ISRO, the Indian space organization, which has had a long history from the Satellite Launch Vehicle in 1979 to GSLV, has always taken failures in its stride and learnt from them. It has always bounced back from failures and achieved mission success at highly competitive costs.
The past few days have been full of ISRO News Headlines coming from Bangalore Latest News, ETV Bharat News Live.
Chandrayaan-2, the second moon mission developed by the ISRO, consisted of a lunar orbiter, the Vikram lander, and the Pragyaan lunar rover. All these three components were fully indigenous, developed in India. The mission was launched on 22 July 2019 at 2.43 PM IST. The craft reached the Moon’s orbit on 20 August 2019 and the Vikram lander and the rover were scheduled to land on Moon, on 7 September 2019.
The primary mission of Chandrayaan-2 was to soft land the Vikram lander on the South Pole of the Moon, operate the rover Pragyan on the surface of the moon, and send back images and data to ISRO.
However, during the last minutes of descent, the lander deviated from its intended trajectory, when it was 2.1 kilometers away from the moon, and lost communication link with ISRO.
The space agency tried unsuccessfully to restore links with Vikram for two weeks. The lunar orbiter, carrying eight scientific instruments, will continue to study the Moon over the next seven years.
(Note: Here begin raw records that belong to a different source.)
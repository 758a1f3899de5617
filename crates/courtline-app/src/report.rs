// Plain-text rendering of analysis, stake and set-score results.
//
// Each renderer returns lines rather than printing so the output can be
// asserted on in tests.

use courtline_engine::{AnalysisResult, SetScoreDistribution, StakeDecision};

fn pct(p: f64) -> String {
    format!("{:.1}%", p * 100.0)
}

fn signed(x: f64) -> String {
    format!("{x:+.3}")
}

/// Render a match analysis.
pub fn analysis_lines(r: &AnalysisResult) -> Vec<String> {
    let a = &r.side_a;
    let b = &r.side_b;
    let mut out = vec![
        format!("{} vs {} ({})", a.name, b.name, r.as_of),
        format!(
            "  {:<24} {:>7}   rank {}",
            a.name,
            pct(r.p1_probability),
            a.ranking.effective()
        ),
        format!(
            "  {:<24} {:>7}   rank {}",
            b.name,
            pct(r.p2_probability),
            b.ranking.effective()
        ),
        format!(
            "  confidence {} (data {:.2}, agreement {:.2}, clarity {:.2})",
            pct(r.confidence.score),
            r.confidence.data_quality,
            r.confidence.agreement,
            r.confidence.clarity
        ),
    ];
    if let Some(tier) = r.match_tier() {
        out.push(format!("  match tier: {tier}"));
    }
    if let Some(elo) = r.elo_probability {
        out.push(format!(
            "  large ranking gap: factor model {}, ranking model {}",
            pct(r.raw_probability),
            pct(elo)
        ));
    }

    out.push(String::new());
    out.push(format!("  {:<20} {:>8} {:>7}", "factor", "adv", "weight"));
    for f in &r.factors {
        let weight = r.weights.get(&f.kind).copied().unwrap_or(0.0);
        let adv = if f.has_data() {
            signed(f.advantage())
        } else {
            "n/a".to_string()
        };
        out.push(format!("  {:<20} {:>8} {:>7.3}", f.kind.name(), adv, weight));
    }
    out.push(format!(
        "  {:<20} {:>8}",
        "weighted",
        signed(r.weighted_advantage)
    ));

    if !r.warnings.is_empty() {
        out.push(String::new());
        out.extend(r.warnings.iter().map(|w| format!("  ! {w}")));
    }
    out
}

/// Render a stake decision.
pub fn stake_lines(d: &StakeDecision) -> Vec<String> {
    let verdict = match d.reject_reason() {
        None => format!("BET {:.1} units", d.recommended_units),
        Some(reason) => format!("PASS ({reason})"),
    };
    vec![
        verdict,
        format!(
            "  model {} -> calibrated {} vs implied {} @ {:.2}",
            pct(d.model_probability),
            pct(d.calibrated_probability),
            pct(d.implied_probability),
            d.decimal_odds
        ),
        format!("  edge {}  ev {}", signed(d.edge), signed(d.expected_value)),
        format!(
            "  disagreement {:.2} ({}, x{:.2})  odds {}",
            d.disagreement_ratio,
            d.disagreement_tier,
            d.disagreement_multiplier,
            d.odds_category.label()
        ),
        format!(
            "  kelly {:.4}  stake fraction {:.4}",
            d.kelly_fraction, d.stake_fraction
        ),
    ]
}

/// Render a set-score distribution.
pub fn set_score_lines(d: &SetScoreDistribution) -> Vec<String> {
    let mut out = vec![format!(
        "{}: per-set probability {}",
        d.best_of,
        pct(d.set_probability)
    )];
    out.extend(
        d.outcomes
            .iter()
            .map(|(score, p)| format!("  {score:<5} {:>7}", pct(*p))),
    );
    let sets = u32::from(d.best_of.sets_to_win());
    let line = f64::from(2 * sets - 1) - 0.5;
    out.push(format!(
        "  match {}  -1.5 sets {}  over {line} sets {}",
        pct(d.match_probability()),
        pct(d.handicap_cover(-1.5)),
        pct(d.total_sets_over(line))
    ));
    out
}
// Read interface over the historical match store.
//
// The engine never talks to storage directly; everything it knows about a
// player comes through this trait. Implementations must resolve aliases
// themselves: every query keyed by a player id aggregates over the full
// identity set of that player's canonical id.

use anyhow::Result;
use chrono::NaiveDate;

use crate::model::{HeadToHead, MatchRecord, PlayerId, PlayerProfile, RankingSnapshot, Surface};

/// Filters for a match-history query.
#[derive(Debug, Clone, Copy, Default)]
pub struct MatchQuery {
    /// Maximum number of rows returned (most recent first).
    pub limit: usize,
    pub surface: Option<Surface>,
    /// Only matches on or after this date (undated matches are excluded
    /// when a lower bound is given).
    pub since: Option<NaiveDate>,
    /// Only matches on or before this date. Undated matches are kept.
    pub until: Option<NaiveDate>,
}

impl MatchQuery {
    pub fn recent(limit: usize) -> Self {
        Self {
            limit,
            ..Default::default()
        }
    }

    pub fn surface(mut self, surface: Option<Surface>) -> Self {
        self.surface = surface;
        self
    }

    pub fn since(mut self, since: NaiveDate) -> Self {
        self.since = Some(since);
        self
    }

    pub fn until(mut self, until: NaiveDate) -> Self {
        self.until = Some(until);
        self
    }
}

/// Read-only access to match results, rankings and identities.
///
/// Implementations must be safe to call from several worker threads at
/// once; per-side factor calculations are dispatched concurrently.
pub trait HistoryReader: Send + Sync {
    /// Matches involving the player (any alias), most recent first.
    fn get_matches(&self, player: PlayerId, query: MatchQuery) -> Result<Vec<MatchRecord>>;

    /// Latest known rank for the player.
    fn get_ranking(&self, player: PlayerId) -> Result<Option<u32>>;

    /// Trailing ranking snapshots, most recent first.
    fn get_ranking_history(&self, player: PlayerId, limit: usize) -> Result<Vec<RankingSnapshot>>;

    /// Head-to-head counts between `a` and `b`, optionally restricted to a surface.
    fn get_head_to_head(&self, a: PlayerId, b: PlayerId, surface: Option<Surface>)
        -> Result<HeadToHead>;

    /// Follow alias links to the canonical id. Must be idempotent.
    fn resolve_canonical_identity(&self, player: PlayerId) -> Result<PlayerId>;

    /// Every id (canonical included) that resolves to `canonical`.
    fn all_identities_for(&self, canonical: PlayerId) -> Result<Vec<PlayerId>>;

    /// Long-horizon performance rating, if one has been computed.
    fn get_performance_rating(&self, player: PlayerId) -> Result<Option<f64>>;

    fn get_player_profile(&self, player: PlayerId) -> Result<Option<PlayerProfile>>;

    /// The numerically largest rank on record, used to build a default
    /// ranking for players with no ranking at all.
    fn lowest_observed_ranking(&self) -> Result<Option<u32>>;
}
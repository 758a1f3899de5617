// Breakout detection: a cluster of quality wins the ranking has not caught
// up with yet.

use chrono::Duration;
use courtline_core::config::BreakoutConfig;
use serde::Serialize;

use crate::factors::{FactorKind, FactorResult, PlayerHistory};

/// A detected breakout. Lives only for the analysis that produced it.
#[derive(Debug, Clone, Copy, PartialEq, Serialize)]
pub struct BreakoutSignal {
    pub actual_ranking: u32,
    /// Strictly better (lower) than `actual_ranking`.
    pub effective_ranking: u32,
    pub implied_ranking: u32,
    pub quality_wins: usize,
    pub blend: f64,
}

#[derive(Debug, Clone, Copy, Default, Serialize)]
pub struct BreakoutScan {
    pub quality_wins: usize,
    pub signal: Option<BreakoutSignal>,
}

impl BreakoutScan {
    /// One quality win short of triggering.
    pub fn is_near(&self, cfg: &BreakoutConfig) -> bool {
        self.signal.is_none() && self.quality_wins > 0 && self.quality_wins + 1 == cfg.min_quality_wins
    }
}

fn age_factor(age: Option<u32>, cfg: &BreakoutConfig) -> f64 {
    match age {
        Some(age) => cfg
            .age_factors
            .iter()
            .find(|(max_age, _)| age <= *max_age)
            .map(|(_, f)| *f)
            .unwrap_or(cfg.senior_age_factor),
        None => 1.0,
    }
}

/// Scan recent wins for a breakout.
///
/// Algorithm:
/// 1. Collect dated wins inside `window_days` over ranked opponents whose
///    ranking is at least `rank_ratio` times better than the player's own.
/// 2. Below `min_quality_wins`, no signal.
/// 3. Implied ranking = mean beaten-opponent rank * `implied_rank_buffer`.
/// 4. Blend = (`base_blend` + `blend_per_extra_win` per win above the
///    minimum) * age factor, capped at `max_blend`.
/// 5. Effective ranking = actual - blend * (actual - implied). A signal is
///    only produced when this is strictly better than the actual ranking.
pub fn detect_breakout(
    history: &PlayerHistory,
    actual_ranking: Option<u32>,
    age: Option<u32>,
    cfg: &BreakoutConfig,
) -> BreakoutScan {
    let Some(actual) = actual_ranking else {
        return BreakoutScan::default();
    };
    let ids = &history.identities;
    let window_start = history.as_of - Duration::days(cfg.window_days);

    let beaten: Vec<u32> = history
        .played()
        .filter(|m| m.date.is_some_and(|d| d >= window_start))
        .filter(|m| m.won_by(ids))
        .filter_map(|m| m.opponent_of(ids).1)
        .filter(|&opp| opp > 0 && f64::from(actual) / f64::from(opp) >= cfg.rank_ratio)
        .collect();

    let quality_wins = beaten.len();
    if quality_wins < cfg.min_quality_wins.max(1) {
        return BreakoutScan {
            quality_wins,
            signal: None,
        };
    }

    let mean_beaten = beaten.iter().map(|&r| f64::from(r)).sum::<f64>() / quality_wins as f64;
    let implied = (mean_beaten * cfg.implied_rank_buffer).round().max(1.0);
    if implied >= f64::from(actual) {
        return BreakoutScan {
            quality_wins,
            signal: None,
        };
    }

    let extra = (quality_wins - cfg.min_quality_wins.max(1)) as f64;
    let blend = ((cfg.base_blend + cfg.blend_per_extra_win * extra) * age_factor(age, cfg))
        .clamp(0.0, cfg.max_blend);
    let effective = (f64::from(actual) - blend * (f64::from(actual) - implied)).round() as u32;

    let signal = (effective < actual).then_some(BreakoutSignal {
        actual_ranking: actual,
        effective_ranking: effective.max(1),
        implied_ranking: implied as u32,
        quality_wins,
        blend,
    });
    BreakoutScan {
        quality_wins,
        signal,
    }
}

/// Informational factor: carries no weight, reports both sides' signals.
pub fn breakout_factor(a: &BreakoutScan, b: &BreakoutScan) -> FactorResult {
    if a.signal.is_none() && b.signal.is_none() {
        return FactorResult::neutral(FactorKind::Breakout, 0.0)
            .with_detail("quality_wins_a", a.quality_wins as f64)
            .with_detail("quality_wins_b", b.quality_wins as f64);
    }
    let blend = |s: &BreakoutScan| s.signal.map(|sig| sig.blend).unwrap_or(0.0);
    let mut f = FactorResult::new(FactorKind::Breakout, blend(a) - blend(b), 0.0)
        .with_detail("quality_wins_a", a.quality_wins as f64)
        .with_detail("quality_wins_b", b.quality_wins as f64);
    if let Some(sig) = a.signal {
        f = f.with_detail("effective_ranking_a", f64::from(sig.effective_ranking));
    }
    if let Some(sig) = b.signal {
        f = f.with_detail("effective_ranking_b", f64::from(sig.effective_ranking));
    }
    f
}
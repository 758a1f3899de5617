// Probability composer: dynamic reweighting, logistic transform and the
// large-gap Elo blend.

use std::collections::BTreeMap;

use courtline_core::config::{ComposerConfig, FactorWeights};
use serde::Serialize;
use tracing::debug;

use crate::factors::{FactorKind, FactorResult};

/// Everything the reweighting rules look at.
#[derive(Debug, Clone, Copy, Default)]
pub struct WeightInputs {
    /// Both sides have a trustworthy form sample.
    pub form_available: bool,
    /// Both sides have a trustworthy surface sample.
    pub surface_available: bool,
    /// At least one side has a stored performance rating.
    pub rating_available: bool,
    pub large_gap: bool,
    pub breakout_detected: bool,
    pub max_displacement: u8,
}

impl WeightInputs {
    /// Gap handling (ranking boost and Elo blend) applies only to a large
    /// gap with no breakout and less than two tiers of displacement.
    pub fn gap_handling(&self) -> bool {
        self.large_gap && !self.breakout_detected && self.max_displacement < 2
    }
}

pub type WeightTable = BTreeMap<FactorKind, f64>;

pub fn base_weights(weights: &FactorWeights) -> WeightTable {
    FactorKind::ALL
        .iter()
        .map(|k| (*k, k.static_weight(weights)))
        .collect()
}

fn move_to_ranking(table: &mut WeightTable, kind: FactorKind) {
    let moved = table.insert(kind, 0.0).unwrap_or(0.0);
    *table.entry(FactorKind::Ranking).or_insert(0.0) += moved;
}

/// Final weights from base weights and data availability.
///
/// Rules, in order:
/// 1. Missing form or surface data moves that weight to ranking.
/// 2. No stored performance rating on either side moves its weight to ranking.
/// 3. Under gap handling the ranking weight gains `gap_ranking_boost`
///    (capped at `gap_ranking_cap`); other non-zero weights shrink
///    proportionally, each floored at `min_weight`.
pub fn reweight(base: &WeightTable, inputs: &WeightInputs, cfg: &ComposerConfig) -> WeightTable {
    let mut table = base.clone();

    if !inputs.form_available {
        move_to_ranking(&mut table, FactorKind::Form);
    }
    if !inputs.surface_available {
        move_to_ranking(&mut table, FactorKind::Surface);
    }
    if !inputs.rating_available {
        move_to_ranking(&mut table, FactorKind::PerformanceRating);
    }

    if inputs.gap_handling() {
        let total: f64 = table.values().sum();
        let old = table.get(&FactorKind::Ranking).copied().unwrap_or(0.0);
        let new = (old + cfg.gap_ranking_boost).min(cfg.gap_ranking_cap).max(old);
        let others = total - old;
        if others > 0.0 && new > old {
            let scale = ((total - new) / others).max(0.0);
            for (kind, w) in table.iter_mut() {
                if *kind != FactorKind::Ranking && *w > 0.0 {
                    *w = (*w * scale).max(cfg.min_weight);
                }
            }
            table.insert(FactorKind::Ranking, new);
        }
    }
    table
}

/// `1 / (1 + e^(-k x))`
pub fn logistic(x: f64, k: f64) -> f64 {
    1.0 / (1.0 + (-k * x).exp())
}

#[derive(Debug, Clone, Serialize)]
pub struct Composition {
    pub weights: WeightTable,
    pub weighted_advantage: f64,
    /// Logistic of the weighted advantage.
    pub raw_probability: f64,
    /// Rank-derived probability, present when the gap blend applied.
    pub elo_probability: Option<f64>,
    /// Probability for the first player, clamped.
    pub probability: f64,
}

/// Combine factor advantages into a win probability for the first player.
///
/// `elo_probability` is the pure ranking-based probability, used only when
/// gap handling applies: blended `elo_blend_agree` factor-based when both
/// point the same way, `elo_blend_disagree` when they do not.
pub fn compose(
    factors: &[FactorResult],
    weights: WeightTable,
    inputs: &WeightInputs,
    elo_probability: f64,
    cfg: &ComposerConfig,
) -> Composition {
    let weighted_advantage: f64 = factors
        .iter()
        .map(|f| weights.get(&f.kind).copied().unwrap_or(0.0) * f.advantage())
        .sum();
    let raw_probability = logistic(weighted_advantage, cfg.logistic_k);

    let (blended, elo_used) = if inputs.gap_handling() {
        let agree = (raw_probability - 0.5) * (elo_probability - 0.5) >= 0.0;
        let share = if agree {
            cfg.elo_blend_agree
        } else {
            cfg.elo_blend_disagree
        };
        debug!(
            raw_probability,
            elo_probability, agree, share, "large ranking gap: blending with Elo probability"
        );
        (
            share * raw_probability + (1.0 - share) * elo_probability,
            Some(elo_probability),
        )
    } else {
        (raw_probability, None)
    };

    Composition {
        weights,
        weighted_advantage,
        raw_probability,
        elo_probability: elo_used,
        probability: blended.clamp(cfg.probability_floor, cfg.probability_ceiling),
    }
}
In its latest report on Chandrayaan, NASA has released pictures and claimed that Vikram had a hard landing, but the precise location of the spacecraft is still unknown.
ISRO has claimed that the mission was 90-95 percent successful. The Indian Space Agency has not lost hope and has begun work on a future moon mission.
The main components of the Chandrayaan-2 Mission are the Launch phase, the Orbiter phase and the Lander-Rover phase.
ISRO achieved success with the first two phases- the GSLV MK-3 successfully propelled the payload into the orbit on the planned date and the Orbiter reached the Moon’s orbit on August 20 as per schedule.
It was the third phase where obstacles were faced and the Soft Landing on the Moon turned into a hard landing.
Given the complexities involved in the mission, we can safely presume that ISRO has done a commendable job in achieving success in two of the three phases, while facing glitches only in the final stage of the last phase.
The premier space organization, which has had a long history from the Satellite Launch Vehicle in 1979 to GSLV, has always bounced back from failures and achieved mission success at highly competitive costs.
Undeterred by the partial failure, ISRO Chairman, K.Sivan has said that they are working out a detailed future plan for a moon landing.
The Chandrayaan-2 Mission has tasted success in each phase, which carries several benefits in itself. This is best displayed by the enhanced life of the Orbiter, which will continue to be operational for 7 years, compared to the expected 1 year.